----- Supplied records -----

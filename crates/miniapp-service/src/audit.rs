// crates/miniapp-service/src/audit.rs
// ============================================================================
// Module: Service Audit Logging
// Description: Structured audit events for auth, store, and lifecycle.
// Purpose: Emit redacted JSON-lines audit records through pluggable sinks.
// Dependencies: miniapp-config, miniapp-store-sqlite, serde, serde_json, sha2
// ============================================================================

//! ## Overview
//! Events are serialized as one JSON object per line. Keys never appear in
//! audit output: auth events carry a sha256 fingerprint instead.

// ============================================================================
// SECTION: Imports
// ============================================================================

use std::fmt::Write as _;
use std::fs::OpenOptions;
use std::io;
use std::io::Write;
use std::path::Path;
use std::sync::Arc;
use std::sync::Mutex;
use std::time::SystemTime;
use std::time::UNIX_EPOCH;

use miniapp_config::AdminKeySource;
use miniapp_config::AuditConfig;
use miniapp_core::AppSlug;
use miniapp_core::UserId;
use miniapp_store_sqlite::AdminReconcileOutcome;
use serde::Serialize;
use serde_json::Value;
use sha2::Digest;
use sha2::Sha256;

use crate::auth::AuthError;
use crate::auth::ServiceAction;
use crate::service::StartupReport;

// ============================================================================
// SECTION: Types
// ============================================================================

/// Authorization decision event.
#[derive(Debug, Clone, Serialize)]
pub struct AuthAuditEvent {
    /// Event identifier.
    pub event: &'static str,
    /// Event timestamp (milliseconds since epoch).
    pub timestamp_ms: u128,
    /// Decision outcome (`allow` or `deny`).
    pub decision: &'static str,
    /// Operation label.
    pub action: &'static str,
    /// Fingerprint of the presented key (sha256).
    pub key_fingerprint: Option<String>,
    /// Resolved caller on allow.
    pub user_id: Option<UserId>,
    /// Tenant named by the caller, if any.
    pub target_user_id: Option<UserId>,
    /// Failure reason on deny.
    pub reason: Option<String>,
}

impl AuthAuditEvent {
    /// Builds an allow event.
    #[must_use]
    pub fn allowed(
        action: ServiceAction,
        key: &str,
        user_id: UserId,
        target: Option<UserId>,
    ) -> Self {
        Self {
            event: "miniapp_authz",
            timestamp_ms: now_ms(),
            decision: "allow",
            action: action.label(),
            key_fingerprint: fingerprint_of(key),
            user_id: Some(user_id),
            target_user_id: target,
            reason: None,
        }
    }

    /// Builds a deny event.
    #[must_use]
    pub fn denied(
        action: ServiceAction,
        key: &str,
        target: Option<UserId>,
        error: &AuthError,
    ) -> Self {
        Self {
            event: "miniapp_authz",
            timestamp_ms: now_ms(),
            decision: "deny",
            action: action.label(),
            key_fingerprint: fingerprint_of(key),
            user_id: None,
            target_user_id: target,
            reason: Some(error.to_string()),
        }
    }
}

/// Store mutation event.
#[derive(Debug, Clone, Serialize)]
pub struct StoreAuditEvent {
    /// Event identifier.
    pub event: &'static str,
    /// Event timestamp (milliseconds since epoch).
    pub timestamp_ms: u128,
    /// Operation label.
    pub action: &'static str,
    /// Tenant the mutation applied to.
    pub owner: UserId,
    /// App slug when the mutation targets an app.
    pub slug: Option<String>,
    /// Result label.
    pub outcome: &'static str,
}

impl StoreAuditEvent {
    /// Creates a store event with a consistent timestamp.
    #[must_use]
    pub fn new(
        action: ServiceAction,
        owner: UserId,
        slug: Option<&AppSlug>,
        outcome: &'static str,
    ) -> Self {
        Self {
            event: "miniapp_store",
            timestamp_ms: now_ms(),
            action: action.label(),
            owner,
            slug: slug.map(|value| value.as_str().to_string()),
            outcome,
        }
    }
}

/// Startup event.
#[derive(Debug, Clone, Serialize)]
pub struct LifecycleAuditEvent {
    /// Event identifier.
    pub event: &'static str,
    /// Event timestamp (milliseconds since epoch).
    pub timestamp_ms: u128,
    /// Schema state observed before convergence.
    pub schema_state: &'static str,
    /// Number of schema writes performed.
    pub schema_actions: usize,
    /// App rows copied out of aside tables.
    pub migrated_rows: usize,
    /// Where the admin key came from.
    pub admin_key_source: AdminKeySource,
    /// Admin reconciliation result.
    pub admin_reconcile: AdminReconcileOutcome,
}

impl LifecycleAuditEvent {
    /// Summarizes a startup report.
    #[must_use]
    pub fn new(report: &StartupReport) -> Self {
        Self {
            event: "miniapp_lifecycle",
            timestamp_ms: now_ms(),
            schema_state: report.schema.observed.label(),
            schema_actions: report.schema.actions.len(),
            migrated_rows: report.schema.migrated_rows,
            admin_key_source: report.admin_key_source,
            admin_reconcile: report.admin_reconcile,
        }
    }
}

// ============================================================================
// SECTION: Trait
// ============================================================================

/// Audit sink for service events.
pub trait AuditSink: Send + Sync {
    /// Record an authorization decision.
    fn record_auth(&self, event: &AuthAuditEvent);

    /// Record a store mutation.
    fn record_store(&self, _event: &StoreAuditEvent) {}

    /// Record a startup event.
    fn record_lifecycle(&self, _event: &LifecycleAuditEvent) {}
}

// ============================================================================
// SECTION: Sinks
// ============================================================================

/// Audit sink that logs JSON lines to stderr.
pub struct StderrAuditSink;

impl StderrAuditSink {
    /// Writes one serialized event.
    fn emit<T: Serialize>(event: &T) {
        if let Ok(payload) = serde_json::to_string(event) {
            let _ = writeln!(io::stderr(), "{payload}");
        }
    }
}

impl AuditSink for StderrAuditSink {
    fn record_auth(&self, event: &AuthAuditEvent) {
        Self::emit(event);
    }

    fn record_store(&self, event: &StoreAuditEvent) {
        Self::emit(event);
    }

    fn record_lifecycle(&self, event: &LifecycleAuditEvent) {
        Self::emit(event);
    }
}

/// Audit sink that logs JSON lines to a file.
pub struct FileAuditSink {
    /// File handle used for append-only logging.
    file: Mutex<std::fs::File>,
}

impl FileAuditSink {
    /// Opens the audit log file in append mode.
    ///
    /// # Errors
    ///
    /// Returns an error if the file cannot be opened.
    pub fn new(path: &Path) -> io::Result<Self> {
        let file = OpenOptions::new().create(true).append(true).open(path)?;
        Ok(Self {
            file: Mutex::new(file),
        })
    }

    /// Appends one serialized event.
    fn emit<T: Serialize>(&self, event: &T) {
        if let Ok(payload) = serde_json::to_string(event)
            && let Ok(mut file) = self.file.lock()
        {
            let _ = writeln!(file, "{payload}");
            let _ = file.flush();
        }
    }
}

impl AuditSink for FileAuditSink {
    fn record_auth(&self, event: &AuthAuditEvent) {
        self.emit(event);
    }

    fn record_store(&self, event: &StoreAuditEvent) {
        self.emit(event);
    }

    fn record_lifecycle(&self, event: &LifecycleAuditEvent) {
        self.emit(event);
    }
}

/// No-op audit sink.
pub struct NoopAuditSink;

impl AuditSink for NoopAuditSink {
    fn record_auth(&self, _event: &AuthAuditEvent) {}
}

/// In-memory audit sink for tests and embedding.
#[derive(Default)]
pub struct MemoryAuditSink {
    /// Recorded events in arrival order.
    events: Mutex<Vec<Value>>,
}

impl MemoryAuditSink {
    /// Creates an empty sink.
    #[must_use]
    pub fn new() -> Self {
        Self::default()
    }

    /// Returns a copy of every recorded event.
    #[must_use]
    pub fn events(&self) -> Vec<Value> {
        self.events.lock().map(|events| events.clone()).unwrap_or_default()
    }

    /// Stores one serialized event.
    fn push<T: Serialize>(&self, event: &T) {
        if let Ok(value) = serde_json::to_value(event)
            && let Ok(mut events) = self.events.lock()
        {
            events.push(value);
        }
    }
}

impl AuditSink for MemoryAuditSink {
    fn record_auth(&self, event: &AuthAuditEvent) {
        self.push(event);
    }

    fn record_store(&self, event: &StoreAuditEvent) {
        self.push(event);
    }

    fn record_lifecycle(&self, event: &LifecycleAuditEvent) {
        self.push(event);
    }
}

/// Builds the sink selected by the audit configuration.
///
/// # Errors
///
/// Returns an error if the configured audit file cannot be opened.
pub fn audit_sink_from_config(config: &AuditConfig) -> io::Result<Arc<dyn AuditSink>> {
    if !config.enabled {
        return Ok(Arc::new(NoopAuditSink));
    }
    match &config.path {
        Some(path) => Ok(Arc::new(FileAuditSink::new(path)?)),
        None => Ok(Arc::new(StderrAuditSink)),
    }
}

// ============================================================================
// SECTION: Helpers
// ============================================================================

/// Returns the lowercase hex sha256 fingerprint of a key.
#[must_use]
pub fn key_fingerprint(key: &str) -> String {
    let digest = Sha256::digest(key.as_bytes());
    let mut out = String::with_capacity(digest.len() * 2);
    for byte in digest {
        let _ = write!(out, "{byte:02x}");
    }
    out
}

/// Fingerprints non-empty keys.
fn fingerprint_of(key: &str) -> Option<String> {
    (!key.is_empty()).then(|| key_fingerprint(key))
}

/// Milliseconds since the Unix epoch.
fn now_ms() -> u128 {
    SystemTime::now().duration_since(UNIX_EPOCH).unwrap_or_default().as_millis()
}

-----

* [Work instructions]: Taking the records as a whole, report how many of their lines include the word "SystemTime". Nothing but the number is wanted.

* [Solution to this task]: 2